The study (NCT04585464) is now enrolling up to 152 healthy volunteers and adults with BMD, ages 19 to 55, at its single site in San Antonio, Texas. More information on this location and study contacts can be found here.

EDG-5506 is designed to halt the deterioration of muscle fibers, the hallmark of muscular dystrophy. By limiting the inflammation and scarring that accompanies fiber breakdown, EDG-5506 could improve patients’ physical function and possibly benefit broad populations of muscular dystrophy patients, the company reported.

Notably, the causes and symptoms of BMD are similar to those of Duchenne muscular dystrophy (DMD), although its progression is slower.

“Initiation of our Phase 1 study of EDG-5506 is an important milestone for our company,” Kevin Koch, PhD, president and CEO of Edgewise, said in a press release. “I’m excited about the potential of EDG-5506 for patients affected by BMD as well as Duchenne muscular dystrophy (DMD), who are currently underserved with limited treatment options.”

To be eligible for the study, patients must have a confirmed genetic diagnosis of BMD and be able to walk.

Investigators will assess EDG-5506’s  safety, tolerability and pharmacokinetics — the movement of a compound into, through, and out of the body — in healthy volunteers prior to recruiting Becker patients. Healthy adults will be randomized to test both single ascending and multiple ascending doses of the treatment, or to a placebo, given once a day. Follow-up exams include the taking of blood and urine samples.

The effects of food or its absence (fasting) on EDG-5506 will also be assessed in a volunteer group on single ascending doses.

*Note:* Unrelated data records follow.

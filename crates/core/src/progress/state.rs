//! Pure progress reduction.

use std::collections::{BTreeMap, BTreeSet};

use serde::{Deserialize, Serialize};

use super::events::ProgressEvent;

/// Progress of one stage.
#[derive(Debug, Clone, Default, PartialEq, Serialize, Deserialize)]
pub struct StageProgress {
    pub done: u64,
    /// Unknown totals render as raw counts instead of a percentage.
    pub total: Option<u64>,
    pub finished_in_ms: Option<u64>,
    pub skipped: bool,
}

/// Presentation order of stages.
#[derive(Debug, Clone, Copy, PartialEq, Eq)]
pub enum Stage {
    Invocation,
    Render,
    Encode,
    Cleanup,
    Download,
}

impl Stage {
    fn verbs(&self) -> (&'static str, &'static str) {
        match self {
            Self::Invocation => ("Invoking workers", "Invoked workers"),
            Self::Render => ("Rendering frames", "Rendered frames"),
            Self::Encode => ("Combining chunks", "Combined chunks"),
            Self::Cleanup => ("Cleaning up artifacts", "Cleaned up artifacts"),
            Self::Download => ("Downloading output", "Downloaded output"),
        }
    }
}

impl StageProgress {
    fn known(done: u64, total: Option<u64>) -> Self {
        Self {
            done,
            total,
            ..Self::default()
        }
    }

    pub fn is_finished(&self) -> bool {
        self.finished_in_ms.is_some() || self.skipped
    }

    /// Completion in `[0, 1]`. Unknown totals count as not started.
    pub fn fraction(&self) -> f64 {
        if self.is_finished() {
            return 1.0;
        }
        match self.total {
            Some(total) if total > 0 => (self.done as f64 / total as f64).min(1.0),
            _ => 0.0,
        }
    }

    /// Human-facing line, e.g. `(2/4) Rendering frames 45% (45/100)`.
    pub fn label(&self, stage: Stage, step: usize, steps: usize) -> String {
        let (active, finished) = stage.verbs();
        let prefix = format!("({}/{})", step, steps);
        if self.skipped {
            return format!("{} {}: skipped", prefix, active);
        }
        if let Some(ms) = self.finished_in_ms {
            return format!("{} {} in {}ms", prefix, finished, ms);
        }
        match self.total {
            Some(total) if total > 0 => format!(
                "{} {} {}% ({}/{})",
                prefix,
                active,
                (self.fraction() * 100.0).floor() as u64,
                self.done,
                total
            ),
            _ if self.done == 0 => format!("{} {} 0%", prefix, active),
            _ => format!("{} {} {}", prefix, active, self.done),
        }
    }
}

/// Point-in-time view of a job's progress.
#[derive(Debug, Clone, Default, PartialEq, Serialize, Deserialize)]
pub struct ProgressSnapshot {
    pub invocation: StageProgress,
    pub render: StageProgress,
    pub encode: StageProgress,
    pub cleanup: StageProgress,
    #[serde(default, skip_serializing_if = "Option::is_none")]
    pub download: Option<StageProgress>,
    pub chunks_done: usize,
    pub total_chunks: Option<usize>,
    pub retries: u32,
    pub failed_chunks: usize,
}

impl ProgressSnapshot {
    /// One label per stage, in presentation order.
    pub fn labels(&self) -> Vec<String> {
        let steps = if self.download.is_some() { 5 } else { 4 };
        let mut invocation = self.invocation.label(Stage::Invocation, 1, steps);
        if self.retries > 0 {
            invocation.push_str(&format!(" (+{} retries)", self.retries));
        }
        let mut labels = vec![
            invocation,
            self.render.label(Stage::Render, 2, steps),
            self.encode.label(Stage::Encode, 3, steps),
            self.cleanup.label(Stage::Cleanup, 4, steps),
        ];
        if let Some(ref download) = self.download {
            labels.push(download.label(Stage::Download, 5, steps));
        }
        labels
    }
}

/// Accumulated progress of one job.
///
/// Per-chunk counters keep their maximum, so a retry that restarts a chunk
/// never moves any stage backwards.
#[derive(Debug, Clone, Default, PartialEq)]
pub struct ProgressState {
    total_chunks: Option<usize>,
    total_frames: Option<u64>,
    invoked: BTreeSet<usize>,
    rendered: BTreeMap<usize, u64>,
    completed: BTreeSet<usize>,
    failed: BTreeSet<usize>,
    retries: u32,
    render_done_in: Option<u64>,
    encode: StageProgress,
    cleanup: StageProgress,
    download: Option<StageProgress>,
}

impl ProgressState {
    pub fn new() -> Self {
        Self::default()
    }

    /// Folds one event into the state.
    pub fn apply(mut self, event: &ProgressEvent) -> Self {
        match event {
            ProgressEvent::Planned {
                total_chunks,
                total_frames,
            } => {
                self.total_chunks.get_or_insert(*total_chunks);
                self.total_frames.get_or_insert(*total_frames);
            }
            ProgressEvent::Invoked { chunk_index, .. } => {
                self.invoked.insert(*chunk_index);
            }
            ProgressEvent::Rendering {
                chunk_index,
                frames_rendered,
            } => {
                self.bump_rendered(*chunk_index, *frames_rendered);
            }
            ProgressEvent::ChunkDone {
                chunk_index,
                frames_rendered,
            } => {
                self.invoked.insert(*chunk_index);
                self.bump_rendered(*chunk_index, *frames_rendered);
                self.completed.insert(*chunk_index);
            }
            ProgressEvent::ChunkRetrying { .. } => {
                self.retries += 1;
            }
            ProgressEvent::ChunkFailed { chunk_index, .. } => {
                self.failed.insert(*chunk_index);
            }
            ProgressEvent::RenderDone { elapsed_ms } => {
                self.render_done_in.get_or_insert(*elapsed_ms);
            }
            ProgressEvent::Combining { total_frames } => {
                self.encode.total = Some(self.encode.total.unwrap_or(0).max(*total_frames));
            }
            ProgressEvent::Encoding { frames_encoded } => {
                self.encode.done = self.encode.done.max(*frames_encoded);
            }
            ProgressEvent::CombineDone { elapsed_ms } => {
                self.encode.finished_in_ms.get_or_insert(*elapsed_ms);
                if let Some(total) = self.encode.total {
                    self.encode.done = self.encode.done.max(total);
                }
            }
            ProgressEvent::CleanupStarted {
                min_files_to_delete,
            } => {
                self.cleanup.total =
                    Some(self.cleanup.total.unwrap_or(0).max(*min_files_to_delete));
            }
            ProgressEvent::CleanupProgress { files_deleted } => {
                self.cleanup.done = self.cleanup.done.max(*files_deleted);
            }
            ProgressEvent::CleanupDone {
                files_deleted,
                elapsed_ms,
            } => {
                self.cleanup.done = self.cleanup.done.max(*files_deleted);
                self.cleanup.finished_in_ms.get_or_insert(*elapsed_ms);
            }
            ProgressEvent::CleanupSkipped => {
                self.cleanup.skipped = true;
            }
            ProgressEvent::Download { bytes, total_bytes } => {
                let download = self.download.get_or_insert_with(StageProgress::default);
                download.done = download.done.max(*bytes);
                if download.total.is_none() {
                    download.total = *total_bytes;
                }
            }
            ProgressEvent::DownloadDone { elapsed_ms } => {
                let download = self.download.get_or_insert_with(StageProgress::default);
                download.finished_in_ms.get_or_insert(*elapsed_ms);
            }
        }
        self
    }

    fn bump_rendered(&mut self, chunk_index: usize, frames: u64) {
        let entry = self.rendered.entry(chunk_index).or_insert(0);
        *entry = (*entry).max(frames);
    }

    /// Total frames rendered across chunks.
    pub fn frames_rendered(&self) -> u64 {
        let sum: u64 = self.rendered.values().sum();
        match self.total_frames {
            Some(total) => sum.min(total),
            None => sum,
        }
    }

    pub fn retries(&self) -> u32 {
        self.retries
    }

    /// Derives the snapshot. Cheap enough to run on every event.
    pub fn snapshot(&self) -> ProgressSnapshot {
        let total_chunks = self.total_chunks.map(|c| c as u64);
        let mut invocation = StageProgress::known(self.invoked.len() as u64, total_chunks);
        let mut render = StageProgress::known(self.frames_rendered(), self.total_frames);
        if let Some(ms) = self.render_done_in {
            invocation.finished_in_ms = Some(ms);
            render.finished_in_ms = Some(ms);
        }

        ProgressSnapshot {
            invocation,
            render,
            encode: self.encode.clone(),
            cleanup: self.cleanup.clone(),
            download: self.download.clone(),
            chunks_done: self.completed.len(),
            total_chunks: self.total_chunks,
            retries: self.retries,
            failed_chunks: self.failed.len(),
        }
    }
}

The study’s primary goal will be to assess the safety and tolerability of EDG-5506,  measured by monitoring for treatment-related adverse events for up to 30 days, as well as abnormalities in test results or examinations.

Secondary goals include assessments of EDG-5506 levels in the blood and urine.

“We look forward to the results of our Phase 1 trial, which will help us select the optimal dose of EDG-5506 for pivotal clinical studies in these patient populations,” Koch said.

This Phase 1 study is expected to conclude in October 2021.